**TO DO**
Work out how many lines of the data below hold the string "Parser". Answer with that number alone.

SUPPLIED MATERIAL: Begin

// crates/autonomy-core/src/plan.rs
// ============================================================================
// Module: Execution Plans
// Description: DAG of tool-call steps produced by the Planner role.
// Purpose: Give the Role Orchestrator (C10) a typed plan with dependency ordering.
// Dependencies: serde
// ============================================================================

//! DAG of tool-call steps produced by the Planner role.

use std::collections::BTreeSet;

use serde::Deserialize;
use serde::Serialize;
use serde_json::Value;

use crate::ids::GoalId;
use crate::ids::PlanId;
use crate::ids::StepId;
use crate::ids::ToolName;

/// Lifecycle state of a plan step.
#[derive(Debug, Clone, Copy, PartialEq, Eq, Serialize, Deserialize)]
#[serde(rename_all = "snake_case")]
pub enum PlanStatus {
    /// No step has run yet.
    NotStarted,
    /// At least one step has run; the plan is not yet resolved.
    InProgress,
    /// Every step completed successfully.
    Completed,
    /// A step failed without an available compensation path, halting the
    /// plan.
    Failed,
}

/// A single tool call within an [`ExecutionPlan`].
#[derive(Debug, Clone, Serialize, Deserialize)]
pub struct PlanStep {
    /// Identifier unique within the owning plan.
    pub step_id: StepId,
    /// Tool this step invokes.
    pub tool_name: ToolName,
    /// Arguments for the tool call, may reference prior step outputs via
    /// orchestrator-defined templating conventions.
    pub params: Value,
    /// Steps that must complete successfully before this one may run.
    pub depends_on: Vec<StepId>,
}

/// An ordered, dependency-checked set of steps the orchestrator executes to
/// pursue a [`crate::goal::Goal`].
#[derive(Debug, Clone, Serialize, Deserialize)]
pub struct ExecutionPlan {
    /// Unique identifier for this plan.
    pub plan_id: PlanId,
    /// Goal this plan pursues.
    pub goal_id: GoalId,
    /// Steps making up the plan.
    pub steps: Vec<PlanStep>,
    /// Current lifecycle state.
    pub status: PlanStatus,
}

/// Errors raised while validating an [`ExecutionPlan`]'s step graph.
#[derive(Debug, thiserror::Error, PartialEq, Eq)]
pub enum PlanError {
    /// Two steps share the same `step_id`.
    #[error("duplicate step id: {0}")]
    DuplicateStepId(String),
    /// A step depends on a `step_id` not present in the plan.
    #[error("step {step} depends on unknown step {depends_on}")]
    UnknownDependency {
        /// Step with the dangling dependency.
        step: String,
        /// The missing dependency's id.
        depends_on: String,
    },
    /// The dependency graph contains a cycle.
    #[error("dependency cycle detected among steps: {0:?}")]
    Cycle(Vec<String>),
}

impl ExecutionPlan {
    /// Creates a new not-started plan without validating its step graph.
    ///
    /// Callers should call [`Self::validate`] before executing the plan.
    #[must_use]
    pub fn new(plan_id: impl Into<PlanId>, goal_id: impl Into<GoalId>, steps: Vec<PlanStep>) -> Self {
        Self {
            plan_id: plan_id.into(),
            goal_id: goal_id.into(),
            steps,
            status: PlanStatus::NotStarted,
        }
    }

    /// Validates that step ids are unique, dependencies resolve, and the
    /// dependency graph is acyclic.
    ///
    /// # Errors
    ///
    /// Returns [`PlanError`] describing the first structural problem found.
    pub fn validate(&self) -> Result<(), PlanError> {
        let mut seen = BTreeSet::new();
        for step in &self.steps {
            if !seen.insert(step.step_id.as_str()) {
                return Err(PlanError::DuplicateStepId(step.step_id.as_str().to_string()));
            }
        }
        for step in &self.steps {
            for dependency in &step.depends_on {
                if !seen.contains(dependency.as_str()) {
                    return Err(PlanError::UnknownDependency {
                        step: step.step_id.as_str().to_string(),
                        depends_on: dependency.as_str().to_string(),
                    });
                }
            }
        }
        self.check_acyclic()
    }

    fn check_acyclic(&self) -> Result<(), PlanError> {
        #[derive(Clone, Copy, PartialEq, Eq)]
        enum Mark {
            Visiting,
            Done,
        }

        let mut marks: std::collections::BTreeMap<&str, Mark> = std::collections::BTreeMap::new();
        let mut stack = Vec::new();

        fn visit<'a>(
            step_id: &'a str,
            plan: &'a ExecutionPlan,
            marks: &mut std::collections::BTreeMap<&'a str, Mark>,
            stack: &mut Vec<&'a str>,
        ) -> Result<(), PlanError> {
            match marks.get(step_id) {
                Some(Mark::Done) => return Ok(()),
                Some(Mark::Visiting) => {
                    let mut cycle: Vec<String> = stack.iter().map(|id| (*id).to_string()).collect();
                    cycle.push(step_id.to_string());
                    return Err(PlanError::Cycle(cycle));
                }
                None => {}
            }
            marks.insert(step_id, Mark::Visiting);
            stack.push(step_id);
            let Some(step) = plan.steps.iter().find(|step| step.step_id.as_str() == step_id) else {
                stack.pop();
                return Ok(());
            };
            for dependency in &step.depends_on {
                visit(dependency.as_str(), plan, marks, stack)?;
            }
            stack.pop();
            marks.insert(step_id, Mark::Done);
            Ok(())
        }

        for step in &self.steps {
            visit(step.step_id.as_str(), self, &mut marks, &mut stack)?;
        }
        Ok(())
    }
}
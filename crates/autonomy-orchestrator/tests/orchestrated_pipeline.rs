// crates/autonomy-orchestrator/tests/orchestrated_pipeline.rs
// ============================================================================
// Test: Role Orchestrator driving a real Tool Execution Pipeline
// Description: Exercises plan execution, dependency gating, and reward scoring together.
// Dependencies: autonomy-core, autonomy-kernel, autonomy-orchestrator
// ============================================================================

//! Exercises plan execution, dependency gating, and reward scoring together.

use std::sync::Arc;

use autonomy_core::ActionError;
use autonomy_core::ActionHandler;
use autonomy_core::AuditReport;
use autonomy_core::CallSource;
use autonomy_core::ExecutionPlan;
use autonomy_core::Goal;
use autonomy_core::GoalPriority;
use autonomy_core::MemoryReport;
use autonomy_core::PipelineResult;
use autonomy_core::PlanStatus;
use autonomy_core::PlanStep;
use autonomy_core::ProposedToolCall;
use autonomy_core::RiskClass;
use autonomy_core::SystemClock;
use autonomy_core::Timestamp;
use autonomy_core::ToolContract;
use autonomy_kernel::ApprovalGate;
use autonomy_kernel::ApprovalPolicy;
use autonomy_kernel::CheckRegistry;
use autonomy_kernel::CompensationRegistry;
use autonomy_kernel::InMemoryEventStore;
use autonomy_kernel::Pipeline;
use autonomy_kernel::ToolAccessPolicy;
use autonomy_kernel::ToolRegistry;
use autonomy_orchestrator::Auditor;
use autonomy_orchestrator::Executor;
use autonomy_orchestrator::GoalAdmissionPolicy;
use autonomy_orchestrator::MemoryWriter;
use autonomy_orchestrator::Orchestrator;
use autonomy_orchestrator::Planner;
use autonomy_orchestrator::RoleCallPolicy;
use autonomy_orchestrator::RoleError;
use autonomy_orchestrator::checkpoint_reward;
use autonomy_orchestrator::episode_reward;
use autonomy_orchestrator::reward::DEFAULT_TARGET_DURATION_MS;
use time::macros::datetime;

fn ts() -> Timestamp {
    Timestamp::from_offset_date_time(datetime!(2026-01-01 00:00:00 UTC))
}

fn goal() -> Goal {
    Goal::new("g1", "ship the feature", GoalPriority::Normal, "user", 1.0, ts())
}

struct FixedPlanner(Vec<PlanStep>);

impl Planner for FixedPlanner {
    fn plan(&self, goal: &Goal) -> Result<ExecutionPlan, RoleError> {
        Ok(ExecutionPlan::new("p1", goal.goal_id.clone(), self.0.clone()))
    }
}

fn step(id: &str, tool_name: &str, depends_on: &[&str]) -> PlanStep {
    PlanStep {
        step_id: id.into(),
        tool_name: tool_name.into(),
        params: serde_json::json!({}),
        depends_on: depends_on.iter().map(|dependency| (*dependency).into()).collect(),
    }
}

struct OkHandler;

impl ActionHandler for OkHandler {
    fn execute(&self, call: &ProposedToolCall) -> Result<serde_json::Value, ActionError> {
        Ok(call.params.clone())
    }
}

/// Runs each plan step through a real [`Pipeline`], mapping the step's
/// `plan_id`/`step_id` into a [`CallSource::Plan`] provenance.
struct PipelineExecutor(Pipeline);

impl Executor for PipelineExecutor {
    fn execute_step(&self, plan: &ExecutionPlan, step_index: usize) -> Result<PipelineResult, RoleError> {
        let step = plan.steps.get(step_index).ok_or_else(|| RoleError::Failed(format!("no step at index {step_index}")))?;
        let call = ProposedToolCall {
            request_id: format!("{}-{}", plan.plan_id.as_str(), step.step_id.as_str()).into(),
            correlation_id: plan.plan_id.as_str().into(),
            agent_id: "agent-1".into(),
            tool_name: step.tool_name.clone(),
            params: step.params.clone(),
            source: CallSource::Plan {
                plan_id: plan.plan_id.clone(),
                step_id: step.step_id.clone(),
            },
            proposed_at: ts(),
        };
        self.0.execute(call).map_err(|err| RoleError::Failed(err.to_string()))
    }
}

struct NoopMemoryWriter;

impl MemoryWriter for NoopMemoryWriter {
    fn write(&self, _plan: &ExecutionPlan, _step_results: &[PipelineResult]) -> Result<MemoryReport, RoleError> {
        Ok(MemoryReport {
            total: 0,
            allowed: 0,
            quarantined: 0,
            rejected: 0,
        })
    }
}

struct CleanAuditor;

impl Auditor for CleanAuditor {
    fn audit(&self, _plan: &ExecutionPlan, _step_results: &[PipelineResult]) -> Result<AuditReport, RoleError> {
        Ok(AuditReport {
            drift_report: autonomy_core::DriftReport::none(),
            anomalies: Vec::new(),
            recommendations: Vec::new(),
        })
    }
}

fn pipeline_with_tools(tools: &[&str]) -> Pipeline {
    let mut tool_registry = ToolRegistry::new(ToolAccessPolicy::allow_all());
    for tool in tools {
        tool_registry
            .register(ToolContract::builder(*tool, RiskClass::Routine).build())
            .expect("registration");
    }
    let tool_names: Vec<String> = tools.iter().map(|tool| (*tool).to_string()).collect();
    Pipeline::new(
        Arc::new(tool_registry),
        Arc::new(ApprovalGate::new(ApprovalPolicy::conservative_default())),
        Arc::new(move |name: &str| if tool_names.iter().any(|tool| tool == name) { Some(Arc::new(OkHandler) as Arc<dyn ActionHandler>) } else { None }),
        Arc::new(CheckRegistry::new()),
        Arc::new(CheckRegistry::new()),
        Arc::new(CompensationRegistry::new()),
        Arc::new(InMemoryEventStore::default()),
        Arc::new(SystemClock),
    )
}

/// A plan whose steps all succeed completes cleanly and every step scores a
/// positive checkpoint reward.
#[test]
fn plan_with_satisfied_dependencies_completes_and_scores_positively() {
    let pipeline = pipeline_with_tools(&["fetch_data", "summarize"]);
    let planner = FixedPlanner(vec![step("a", "fetch_data", &[]), step("b", "summarize", &["a"])]);
    let orchestrator: Orchestrator<_, _, NoopMemoryWriter, CleanAuditor> = Orchestrator::new(
        planner,
        PipelineExecutor(pipeline),
        None,
        None,
        RoleCallPolicy::default_policy(),
        GoalAdmissionPolicy::default_policy(),
    );

    let result = orchestrator.run(&goal()).expect("run");
    assert_eq!(result.plan_status, PlanStatus::Completed);
    assert_eq!(result.step_results.len(), 2);
    assert!(result.is_clean_success());

    let reward = episode_reward(&result, ts());
    assert!(reward.total > 0.0);
    for step_result in &result.step_results {
        assert!((checkpoint_reward(step_result, DEFAULT_TARGET_DURATION_MS, ts()).total - 1.0).abs() < f64::EPSILON);
    }
}

/// A step whose dependency never ran (because the tool is unregistered and
/// validation rejects it) halts the plan; the dependent step never runs.
#[test]
fn a_failed_dependency_halts_the_plan_before_the_dependent_step_runs() {
    let pipeline = pipeline_with_tools(&["summarize"]);
    let planner = FixedPlanner(vec![step("a", "fetch_data", &[]), step("b", "summarize", &["a"])]);
    let orchestrator: Orchestrator<_, _, NoopMemoryWriter, CleanAuditor> = Orchestrator::new(
        planner,
        PipelineExecutor(pipeline),
        None,
        None,
        RoleCallPolicy::default_policy(),
        GoalAdmissionPolicy::default_policy(),
    );

    let result = orchestrator.run(&goal()).expect("run");
    assert_eq!(result.plan_status, PlanStatus::Failed);
    assert_eq!(result.step_results.len(), 1);
    assert!(!result.step_results[0].succeeded());
}
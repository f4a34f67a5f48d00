// crates/autonomy-cli/src/main.rs
// ============================================================================
// Module: Autonomy CLI Entry Point
// Description: Command dispatcher for offline projection and coverage tooling.
// Purpose: Provide operator-facing commands that consume the core types directly.
// Dependencies: autonomy-core, autonomy-orchestrator, clap, serde, serde_json, thiserror
// ============================================================================

//! ## Overview
//! Unlike the pipeline, which runs embedded inside a host process, this CLI
//! is for offline inspection: rebuilding projections from an exported event
//! log, and checking that every tool with side effects has post-condition
//! coverage before it ships. Neither command talks to a running pipeline.

// ============================================================================
// SECTION: Imports
// ============================================================================

use std::collections::BTreeMap;
use std::fs;
use std::io::Write;
use std::path::Path;
use std::path::PathBuf;
use std::process::ExitCode;

use autonomy_orchestrator::RequestProjection;
use autonomy_orchestrator::rebuild_projections;
use clap::Args;
use clap::Parser;
use clap::Subcommand;
use serde::Deserialize;
use serde::de::DeserializeOwned;
use thiserror::Error;
use tracing::info;
use tracing_subscriber::EnvFilter;

// ============================================================================
// SECTION: CLI Types
// ============================================================================

/// Top-level CLI definition.
#[derive(Parser, Debug)]
#[command(name = "autonomy-cli", arg_required_else_help = true)]
struct Cli {
    /// Selected subcommand to execute.
    #[command(subcommand)]
    command: Commands,
}

/// Supported CLI subcommands.
#[derive(Subcommand, Debug)]
enum Commands {
    /// Rebuilds per-request projections from an exported event log.
    RebuildEventProjections(RebuildEventProjectionsCommand),
    /// Checks post-condition coverage for every tool contract.
    PostconditionCoverage(PostconditionCoverageCommand),
}

/// Arguments for `rebuild-event-projections`.
#[derive(Args, Debug)]
struct RebuildEventProjectionsCommand {
    /// Path to a JSON file containing an array of execution events.
    #[arg(long, value_name = "PATH")]
    events_file: PathBuf,
    /// Directory to write `projections.json` and `projections.md` into.
    #[arg(long, value_name = "DIR", default_value = ".")]
    output_dir: PathBuf,
}

/// Arguments for `postcondition-coverage`.
#[derive(Args, Debug)]
struct PostconditionCoverageCommand {
    /// Path to a JSON coverage manifest describing tool contracts and the
    /// tools with registered post-condition checks.
    #[arg(long, value_name = "PATH")]
    manifest: PathBuf,
    /// Exit with a non-zero status when a tool with side effects has no
    /// registered post-condition coverage.
    #[arg(long)]
    fail_on_missing: bool,
}

// ============================================================================
// SECTION: Errors
// ============================================================================

/// CLI error wrapper.
#[derive(Debug, Error)]
#[error("{message}")]
struct CliError {
    /// Human-readable error message.
    message: String,
}

impl CliError {
    /// Constructs a new [`CliError`] from a message.
    fn new(message: impl Into<String>) -> Self {
        Self { message: message.into() }
    }
}

/// CLI result alias for fallible operations.
type CliResult<T> = Result<T, CliError>;

// ============================================================================
// SECTION: Entry Point
// ============================================================================

/// CLI entry point returning an exit code.
fn main() -> ExitCode {
    init_tracing();
    match run() {
        Ok(code) => code,
        Err(err) => emit_error(&err.to_string()),
    }
}

/// Installs a `tracing` subscriber writing to stderr, honoring `RUST_LOG`
/// and defaulting to `info` when it is unset.
fn init_tracing() {
    tracing_subscriber::fmt()
        .with_env_filter(EnvFilter::try_from_default_env().unwrap_or_else(|_| EnvFilter::new("info")))
        .with_writer(std::io::stderr)
        .init();
}

/// Executes the CLI command dispatcher.
fn run() -> CliResult<ExitCode> {
    let cli = Cli::parse();
    info!(command = ?cli.command, "dispatching command");
    match cli.command {
        Commands::RebuildEventProjections(command) => command_rebuild_event_projections(&command),
        Commands::PostconditionCoverage(command) => command_postcondition_coverage(&command),
    }
}

// ============================================================================
// SECTION: rebuild-event-projections
// ============================================================================

/// Executes the `rebuild-event-projections` command.
fn command_rebuild_event_projections(command: &RebuildEventProjectionsCommand) -> CliResult<ExitCode> {
    let events = read_json::<Vec<autonomy_core::ExecutionEvent>>(&command.events_file)?;
    let projections = rebuild_projections(&events);

    fs::create_dir_all(&command.output_dir)
        .map_err(|err| CliError::new(format!("failed to create output dir {}: {err}", command.output_dir.display())))?;

    let json_path = command.output_dir.join("projections.json");
    let json_body = serde_json::to_string_pretty(&projections)
        .map_err(|err| CliError::new(format!("failed to serialize projections: {err}")))?;
    fs::write(&json_path, json_body).map_err(|err| CliError::new(format!("failed to write {}: {err}", json_path.display())))?;

    let markdown_path = command.output_dir.join("projections.md");
    let markdown_body = render_projections_markdown(&projections);
    fs::write(&markdown_path, markdown_body).map_err(|err| CliError::new(format!("failed to write {}: {err}", markdown_path.display())))?;

    write_stdout_line(&format!(
        "rebuilt {} projection(s): {}, {}",
        projections.len(),
        json_path.display(),
        markdown_path.display()
    ))
    .map_err(|err| CliError::new(output_error(&err)))?;
    Ok(ExitCode::SUCCESS)
}

/// Renders a Markdown table summarizing `projections`.
fn render_projections_markdown(projections: &BTreeMap<String, RequestProjection>) -> String {
    let mut out = String::from("# Request Projections\n\n| Request | Correlation | Events | Last Event | Terminal |\n|---|---|---|---|---|\n");
    for projection in projections.values() {
        out.push_str(&format!(
            "| {} | {} | {} | {:?} | {} |\n",
            projection.request_id.as_str(),
            projection.correlation_id.as_str(),
            projection.event_count,
            projection.last_event_type,
            projection.is_terminal()
        ));
    }
    out
}

// ============================================================================
// SECTION: postcondition-coverage
// ============================================================================

/// Describes the tool contracts and registered checks a deployment ships,
/// so coverage can be checked offline without constructing a live
/// `CheckRegistry`.
#[derive(Debug, Deserialize)]
struct CoverageManifest {
    /// Every tool contract in the deployment's registry.
    tools: Vec<ToolCoverageEntry>,
    /// Names of tools with at least one registered post-condition check.
    #[serde(default)]
    covered_tool_names: Vec<String>,
    /// Whether a global check (applied to every tool) is registered.
    #[serde(default)]
    has_global_check: bool,
}

/// One tool contract entry in a [`CoverageManifest`].
#[derive(Debug, Deserialize)]
struct ToolCoverageEntry {
    /// Tool name as registered in the tool registry.
    name: String,
    /// Whether the tool has side effects requiring post-condition coverage.
    #[serde(default)]
    has_side_effects: bool,
}

impl CoverageManifest {
    /// Returns the names of tools with side effects but no post-condition
    /// coverage, in manifest order.
    fn uncovered_tools(&self) -> Vec<&str> {
        if self.has_global_check {
            return Vec::new();
        }
        self.tools
            .iter()
            .filter(|entry| entry.has_side_effects)
            .filter(|entry| !self.covered_tool_names.iter().any(|covered| covered == &entry.name))
            .map(|entry| entry.name.as_str())
            .collect()
    }
}

/// Executes the `postcondition-coverage` command.
fn command_postcondition_coverage(command: &PostconditionCoverageCommand) -> CliResult<ExitCode> {
    let manifest = read_json::<CoverageManifest>(&command.manifest)?;
    let uncovered = manifest.uncovered_tools();

    if uncovered.is_empty() {
        write_stdout_line(&format!("postcondition coverage: {} tool(s) covered", manifest.tools.len()))
            .map_err(|err| CliError::new(output_error(&err)))?;
        return Ok(ExitCode::SUCCESS);
    }

    for name in &uncovered {
        write_stderr_line(&format!("missing post-condition coverage: {name}")).map_err(|err| CliError::new(output_error(&err)))?;
    }

    if command.fail_on_missing {
        return Ok(ExitCode::FAILURE);
    }
    Ok(ExitCode::SUCCESS)
}

// ============================================================================
// SECTION: Helpers
// ============================================================================

/// Reads and parses a JSON file.
fn read_json<T: DeserializeOwned>(path: &Path) -> CliResult<T> {
    let bytes = fs::read(path).map_err(|err| CliError::new(format!("failed to read {}: {err}", path.display())))?;
    serde_json::from_slice(&bytes).map_err(|err| CliError::new(format!("failed to parse {}: {err}", path.display())))
}

/// Writes a single line to stdout.
fn write_stdout_line(message: &str) -> std::io::Result<()> {
    let mut stdout = std::io::stdout();
    writeln!(&mut stdout, "{message}")
}

/// Writes a single line to stderr.
fn write_stderr_line(message: &str) -> std::io::Result<()> {
    let mut stderr = std::io::stderr();
    writeln!(&mut stderr, "{message}")
}

/// Formats an output-write failure message.
fn output_error(error: &std::io::Error) -> String {
    format!("failed to write output: {error}")
}

/// Emits an error message to stderr and returns a failure exit code.
fn emit_error(message: &str) -> ExitCode {
    let _ = write_stderr_line(message);
    ExitCode::FAILURE
}

#[cfg(test)]
#[allow(clippy::unwrap_used, clippy::expect_used)]
mod tests {
    use super::*;

    #[test]
    fn uncovered_tools_finds_side_effecting_tools_without_coverage() {
        let manifest = CoverageManifest {
            tools: vec![
                ToolCoverageEntry {
                    name: "read_file".to_string(),
                    has_side_effects: false,
                },
                ToolCoverageEntry {
                    name: "write_file".to_string(),
                    has_side_effects: true,
                },
            ],
            covered_tool_names: Vec::new(),
            has_global_check: false,
        };
        assert_eq!(manifest.uncovered_tools(), vec!["write_file"]);
    }

    #[test]
    fn covered_tool_names_satisfy_coverage() {
        let manifest = CoverageManifest {
            tools: vec![ToolCoverageEntry {
                name: "write_file".to_string(),
                has_side_effects: true,
            }],
            covered_tool_names: vec!["write_file".to_string()],
            has_global_check: false,
        };
        assert!(manifest.uncovered_tools().is_empty());
    }

    #[test]
    fn global_check_satisfies_every_tool() {
        let manifest = CoverageManifest {
            tools: vec![ToolCoverageEntry {
                name: "write_file".to_string(),
                has_side_effects: true,
            }],
            covered_tool_names: Vec::new(),
            has_global_check: true,
        };
        assert!(manifest.uncovered_tools().is_empty());
    }

    #[test]
    fn rebuild_projections_writes_json_and_markdown_reports() {
        let dir = tempfile::tempdir().expect("tempdir");
        let events_path = dir.path().join("events.json");
        fs::write(&events_path, "[]").expect("write events");

        let command = RebuildEventProjectionsCommand {
            events_file: events_path,
            output_dir: dir.path().to_path_buf(),
        };
        command_rebuild_event_projections(&command).expect("command succeeds");
        assert!(dir.path().join("projections.json").exists());
        assert!(dir.path().join("projections.md").exists());
    }
}
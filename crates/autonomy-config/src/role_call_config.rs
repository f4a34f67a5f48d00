// crates/autonomy-config/src/role_call_config.rs
// ============================================================================
// Module: Role-Call Configuration
// Description: Retry, backoff, and circuit breaker settings for role invocations.
// Purpose: Load the orchestrator's resilience policy and authorization rules from TOML.
// Dependencies: autonomy-orchestrator, serde
// ============================================================================

//! Retry, backoff, and circuit breaker settings for role invocations.

use std::time::Duration;

use autonomy_orchestrator::RoleCallPolicy;
use serde::Deserialize;

use crate::ConfigError;

/// Retry and circuit-breaker settings applied uniformly to every role call.
#[derive(Debug, Clone, Deserialize)]
pub struct RoleCallConfig {
    /// Maximum number of attempts per role call, including the first.
    #[serde(default = "default_max_retries")]
    pub max_retries: u32,
    /// Delay before the first retry, in milliseconds.
    #[serde(default = "default_backoff_ms")]
    pub backoff_ms: u64,
    /// Per-attempt timeout, in milliseconds. Informational: enforced by the
    /// role implementation, not by [`RoleCallPolicy`] itself.
    #[serde(default = "default_timeout_ms")]
    pub timeout_ms: u64,
    /// Consecutive failures before the circuit breaker opens.
    #[serde(default = "default_circuit_breaker_threshold")]
    pub circuit_breaker_threshold: u32,
    /// How long an open breaker stays open before a trial call, in
    /// milliseconds.
    #[serde(default = "default_circuit_breaker_reset_ms")]
    pub circuit_breaker_reset_ms: u64,
}

impl Default for RoleCallConfig {
    fn default() -> Self {
        Self {
            max_retries: default_max_retries(),
            backoff_ms: default_backoff_ms(),
            timeout_ms: default_timeout_ms(),
            circuit_breaker_threshold: default_circuit_breaker_threshold(),
            circuit_breaker_reset_ms: default_circuit_breaker_reset_ms(),
        }
    }
}

/// Default value for [`RoleCallConfig::max_retries`].
fn default_max_retries() -> u32 {
    3
}

/// Default value for [`RoleCallConfig::backoff_ms`].
fn default_backoff_ms() -> u64 {
    100
}

/// Default value for [`RoleCallConfig::timeout_ms`].
fn default_timeout_ms() -> u64 {
    30_000
}

/// Default value for [`RoleCallConfig::circuit_breaker_threshold`].
fn default_circuit_breaker_threshold() -> u32 {
    5
}

/// Default value for [`RoleCallConfig::circuit_breaker_reset_ms`].
fn default_circuit_breaker_reset_ms() -> u64 {
    30_000
}

impl RoleCallConfig {
    /// Validates that retry and breaker settings are non-degenerate.
    ///
    /// # Errors
    ///
    /// Returns [`ConfigError::Invalid`] if `max_retries` or
    /// `circuit_breaker_threshold` is zero.
    pub fn validate(&self) -> Result<(), ConfigError> {
        if self.max_retries == 0 {
            return Err(ConfigError::Invalid("role_call.max_retries must be at least 1".to_string()));
        }
        if self.circuit_breaker_threshold == 0 {
            return Err(ConfigError::Invalid("role_call.circuit_breaker_threshold must be at least 1".to_string()));
        }
        Ok(())
    }

    /// Builds a [`RoleCallPolicy`] from this configuration.
    #[must_use]
    pub fn to_role_call_policy(&self) -> RoleCallPolicy {
        RoleCallPolicy {
            max_attempts: self.max_retries,
            initial_backoff: Duration::from_millis(self.backoff_ms),
            max_backoff: Duration::from_millis(self.backoff_ms.saturating_mul(1 << self.max_retries.min(16))),
            circuit_breaker_threshold: self.circuit_breaker_threshold,
            circuit_breaker_reset_after: Duration::from_millis(self.circuit_breaker_reset_ms),
        }
    }
}

/// Minimum source trust and allowed sources for authorizing role calls.
/// Mirrors the fail-closed evaluation shape: a role call whose source is not
/// in `allowed_sources` (when non-empty) is refused before it runs.
#[derive(Debug, Clone, Deserialize)]
pub struct RoleCallAuthorizationConfig {
    /// Minimum trust level a call source must carry.
    #[serde(default)]
    pub min_source_trust: SourceTrustLevel,
    /// Call sources explicitly allowed to invoke roles. Empty means no
    /// source-based restriction beyond `min_source_trust`.
    #[serde(default)]
    pub allowed_sources: Vec<String>,
}

impl Default for RoleCallAuthorizationConfig {
    fn default() -> Self {
        Self {
            min_source_trust: SourceTrustLevel::Trusted,
            allowed_sources: Vec::new(),
        }
    }
}

impl RoleCallAuthorizationConfig {
    /// Returns whether `source` is authorized to invoke a role under this
    /// configuration.
    #[must_use]
    pub fn authorizes(&self, source: &str) -> bool {
        self.allowed_sources.is_empty() || self.allowed_sources.iter().any(|allowed| allowed == source)
    }
}

/// Minimum trust a role-call source must carry to be authorized.
#[derive(Debug, Clone, Copy, PartialEq, Eq, Deserialize, Default)]
#[serde(rename_all = "snake_case")]
pub enum SourceTrustLevel {
    /// Only fully trusted sources are authorized.
    #[default]
    Trusted,
    /// Degraded sources are authorized in addition to trusted ones.
    Degraded,
}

SUPPLIED MATERIAL: End

**OUTPUT FOR THIS TASK**
2